Please print the full listing exactly.

## Data for review
───
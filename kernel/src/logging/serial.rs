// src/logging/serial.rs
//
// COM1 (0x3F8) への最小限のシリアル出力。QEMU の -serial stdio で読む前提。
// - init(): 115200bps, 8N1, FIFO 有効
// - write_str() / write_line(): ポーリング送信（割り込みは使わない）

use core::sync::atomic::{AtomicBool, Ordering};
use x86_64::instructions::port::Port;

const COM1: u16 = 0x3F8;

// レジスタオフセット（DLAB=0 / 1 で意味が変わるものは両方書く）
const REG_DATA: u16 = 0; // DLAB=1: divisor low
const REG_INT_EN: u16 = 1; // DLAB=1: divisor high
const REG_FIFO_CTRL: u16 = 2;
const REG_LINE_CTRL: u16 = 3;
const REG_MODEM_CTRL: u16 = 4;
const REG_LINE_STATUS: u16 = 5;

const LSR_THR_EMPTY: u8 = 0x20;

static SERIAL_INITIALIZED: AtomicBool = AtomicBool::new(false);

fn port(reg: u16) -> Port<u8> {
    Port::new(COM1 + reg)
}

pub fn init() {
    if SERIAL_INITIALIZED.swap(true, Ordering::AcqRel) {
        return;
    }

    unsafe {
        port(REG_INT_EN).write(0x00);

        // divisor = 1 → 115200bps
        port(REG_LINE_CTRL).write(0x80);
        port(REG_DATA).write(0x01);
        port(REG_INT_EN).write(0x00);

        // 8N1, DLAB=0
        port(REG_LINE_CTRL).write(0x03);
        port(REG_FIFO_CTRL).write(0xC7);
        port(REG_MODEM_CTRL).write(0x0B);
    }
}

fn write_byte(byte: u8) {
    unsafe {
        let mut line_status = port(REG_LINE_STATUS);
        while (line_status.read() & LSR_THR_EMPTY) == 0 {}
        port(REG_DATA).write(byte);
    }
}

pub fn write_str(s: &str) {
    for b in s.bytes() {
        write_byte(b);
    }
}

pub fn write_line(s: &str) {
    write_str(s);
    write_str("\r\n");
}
───
## Response for this exercise
filename kernel/src/logging/serial.rs
// src/logging/serial.rs
//
// COM1 (0x3F8) への最小限のシリアル出力。QEMU の -serial stdio で読む前提。
// - init(): 115200bps, 8N1, FIFO 有効
// - write_str() / write_line(): ポーリング送信（割り込みは使わない）

use core::sync::atomic::{AtomicBool, Ordering};
use x86_64::instructions::port::Port;

const COM1: u16 = 0x3F8;

// レジスタオフセット（DLAB=0 / 1 で意味が変わるものは両方書く）
const REG_DATA: u16 = 0; // DLAB=1: divisor low
const REG_INT_EN: u16 = 1; // DLAB=1: divisor high
const REG_FIFO_CTRL: u16 = 2;
const REG_LINE_CTRL: u16 = 3;
const REG_MODEM_CTRL: u16 = 4;
const REG_LINE_STATUS: u16 = 5;

const LSR_THR_EMPTY: u8 = 0x20;

static SERIAL_INITIALIZED: AtomicBool = AtomicBool::new(false);

fn port(reg: u16) -> Port<u8> {
    Port::new(COM1 + reg)
}

pub fn init() {
    if SERIAL_INITIALIZED.swap(true, Ordering::AcqRel) {
        return;
    }

    unsafe {
        port(REG_INT_EN).write(0x00);

        // divisor = 1 → 115200bps
        port(REG_LINE_CTRL).write(0x80);
        port(REG_DATA).write(0x01);
        port(REG_INT_EN).write(0x00);

        // 8N1, DLAB=0
        port(REG_LINE_CTRL).write(0x03);
        port(REG_FIFO_CTRL).write(0xC7);
        port(REG_MODEM_CTRL).write(0x0B);
    }
}

fn write_byte(byte: u8) {
    unsafe {
        let mut line_status = port(REG_LINE_STATUS);
        while (line_status.read() & LSR_THR_EMPTY) == 0 {}
        port(REG_DATA).write(byte);
    }
}

pub fn write_str(s: &str) {
    for b in s.bytes() {
        write_byte(b);
    }
}

pub fn write_line(s: &str) {
    write_str(s);
    write_str("\r\n");
}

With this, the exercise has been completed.